La versione promossa online dai blogger militari amici della Repubblica islamica recita: finché “l’entità sionista” ha potuto contare sui trucchi del Mossad, sulla tecnologia e sui caccia F-35 si è sentita molto forte, ma quando le sue truppe di terra hanno invaso il paese, nelle battaglia che si combatte con gli stivali sulla sabbia guardandosi in faccia, noi abbiamo fatto così male agli israeliani che li abbiamo costretti a rinunciare e a ritirarsi. Un pezzo della smentita di questa lettura arriva dalla base del Partito di Dio: per settimane alcuni civili libanesi, tra loro il sostenitore di Hezbollah Nassim Badani (che è uno pseudonimo) e i canali sul social network Telegram che hanno sempre promosso la propaganda del gruppo sciita, hanno chiesto perché se durante la guerra in Siria venivano pubblicati online i santini di tutti i “martiri” – i miliziani morti in combattimento –, in questa guerra con Israele Hezbollah non abbia pubblicizzato le perdite – domandando se sul campo di battaglia le cose stessero andando peggio di quanto era stato messo nel conto dal principio. Senza considerare i dati diffusi da Tsahal, sommando soltanto le prove dei decessi da fonti aperte, per esempio gli avvisi pubblici prima dei funerali, l’analista Michael Horowitz ha contato circa duemila combattenti di Hezbollah uccisi. Sono almeno il doppio delle perdite subite dal Partito di Dio durante tutta la seconda guerra del Libano nel 2006, quando la milizia libanese era armata di meno e peggio. La cifra si riferisce ai soldati semplici e non tiene conto della decapitazione dei vertici, dei giorni di settembre in cui l’aviazione israeliana guidata dall’intelligence militare aveva ucciso tutti gli uomini della catena di comando di Hezbollah fino al capo supremo Hassan Nasrallah.

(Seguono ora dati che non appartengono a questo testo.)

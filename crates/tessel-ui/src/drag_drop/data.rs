//! Payload carried by a drag.

use std::any::Any;
use std::fmt;

use tessel_core::alloc::HashMap;

/// Format-keyed data carried by a drag.
///
/// Each format maps to one value of any type. Targets usually check
/// [`has_data_for_format`](Self::has_data_for_format) during `enter` and
/// accept only formats they understand.
#[derive(Default)]
pub struct DragData {
    formats: HashMap<String, Box<dyn Any>>,
}

impl DragData {
    pub fn new() -> Self {
        Self::default()
    }

    /// Builder form of [`set_data_for_format`](Self::set_data_for_format).
    pub fn with<T: Any>(mut self, format: impl Into<String>, value: T) -> Self {
        self.set_data_for_format(format, value);
        self
    }

    pub fn has_data_for_format(&self, format: &str) -> bool {
        self.formats.contains_key(format)
    }

    /// The value stored for `format`, if present and of type `T`.
    pub fn get_data_for_format<T: Any>(&self, format: &str) -> Option<&T> {
        self.formats.get(format)?.downcast_ref()
    }

    /// Store `value` for `format`, replacing any previous value.
    pub fn set_data_for_format<T: Any>(&mut self, format: impl Into<String>, value: T) {
        self.formats.insert(format.into(), Box::new(value));
    }

    /// Remove and return the value stored for `format`.
    pub fn clear_data_for_format(&mut self, format: &str) -> Option<Box<dyn Any>> {
        self.formats.remove(format)
    }

    pub fn formats(&self) -> impl Iterator<Item = &str> {
        self.formats.keys().map(String::as_str)
    }

    pub fn is_empty(&self) -> bool {
        self.formats.is_empty()
    }
}

impl fmt::Debug for DragData {
    fn fmt(&self, f: &mut fmt::Formatter<'_>) -> fmt::Result {
        let mut formats: Vec<&str> = self.formats().collect();
        formats.sort_unstable();
        f.debug_struct("DragData").field("formats", &formats).finish()
    }
}

#[cfg(test)]
mod tests {
    use super::*;

    #[test]
    fn test_typed_lookup() {
        let data = DragData::new().with("text", String::from("hello")).with("count", 3_u32);

        assert!(data.has_data_for_format("text"));
        assert_eq!(
            data.get_data_for_format::<String>("text").map(String::as_str),
            Some("hello")
        );
        assert_eq!(data.get_data_for_format::<u32>("count"), Some(&3));
        // Wrong type
        assert_eq!(data.get_data_for_format::<i64>("count"), None);
    }

    #[test]
    fn test_clear_format() {
        let mut data = DragData::new().with("item", 7_i32);
        assert!(data.clear_data_for_format("item").is_some());
        assert!(!data.has_data_for_format("item"));
        assert!(data.is_empty());
        assert!(data.clear_data_for_format("item").is_none());
    }

    #[test]
    fn test_debug_lists_formats() {
        let data = DragData::new().with("b", 1).with("a", 2);
        assert_eq!(format!("{:?}", data), r#"DragData { formats: ["a", "b"] }"#);
    }
}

Anche l’analista Omar Baddar dell’Arab American Institute di Washington ha scritto che quando le truppe israeliane hanno invaso il Libano “per ‘finire il lavoro’ di smantellamento di Hezbollah dal sud del paese, hanno incontrato una feroce resistenza e hanno fallito miseramente”. Le perdite israeliane sono state tante, settanta, ma di meno che nel conflitto del 2006 nonostante la guerra del 2024 sia stata più lunga. Il giorno in cui è stato annunciato il cessate il fuoco, le truppe dello stato ebraico avevano raggiunto il fiume Litani, che era l’obiettivo militare dichiarato nel momento in cui è stata annunciata l’invasione, e hanno accettato di ritirarsi perché nel patto con il governo di Beirut mediato dagli Stati Uniti c’era la garanzia che quel successo ottenuto sul campo sarebbe stato in qualche modo preservato. Le truppe regolari libanesi da martedì mattina si stanno spostando verso il sud, per andare a occupare le posizioni che erano del Partito di Dio. Hezbollah ha accettato di spostare i suoi uomini armati e ciò che resta del suo arsenale oltre il fiume Litani, lasciandosi alle spalle le basi tra i palazzi nei villaggi che erano la sua roccaforte. E sa che al primo movimento per riportare un po’ di equipaggiamento militare verso sud e oltre il Litani (violando i termini del cessate il fuoco), lo stato ebraico risponderà con una bomba. Nella prima fascia di villaggi e piccole città oltre la Linea blu di confine, Tsahal ha catturato così tante armi e munizioni di Hezbollah che ora pensa di creare una nuova unità del proprio esercito per non sprecarle.
Il diplomatico Dennis Ross, che negoziava accordi e coordinava le politiche per il medio oriente degli americani quando alla Casa Bianca c’era Bill Clinton, ha scritto che il cessate il fuoco in Libano riflette “il desiderio della Repubblica islamica dell’Iran di salvare Hezbollah” dal pericolo di un collasso, dalla prospettiva di diventare così debole da essere vulnerabile anche dentro i confini “ai suoi avversari interni: i cristiani, i sunniti e i drusi libanesi”.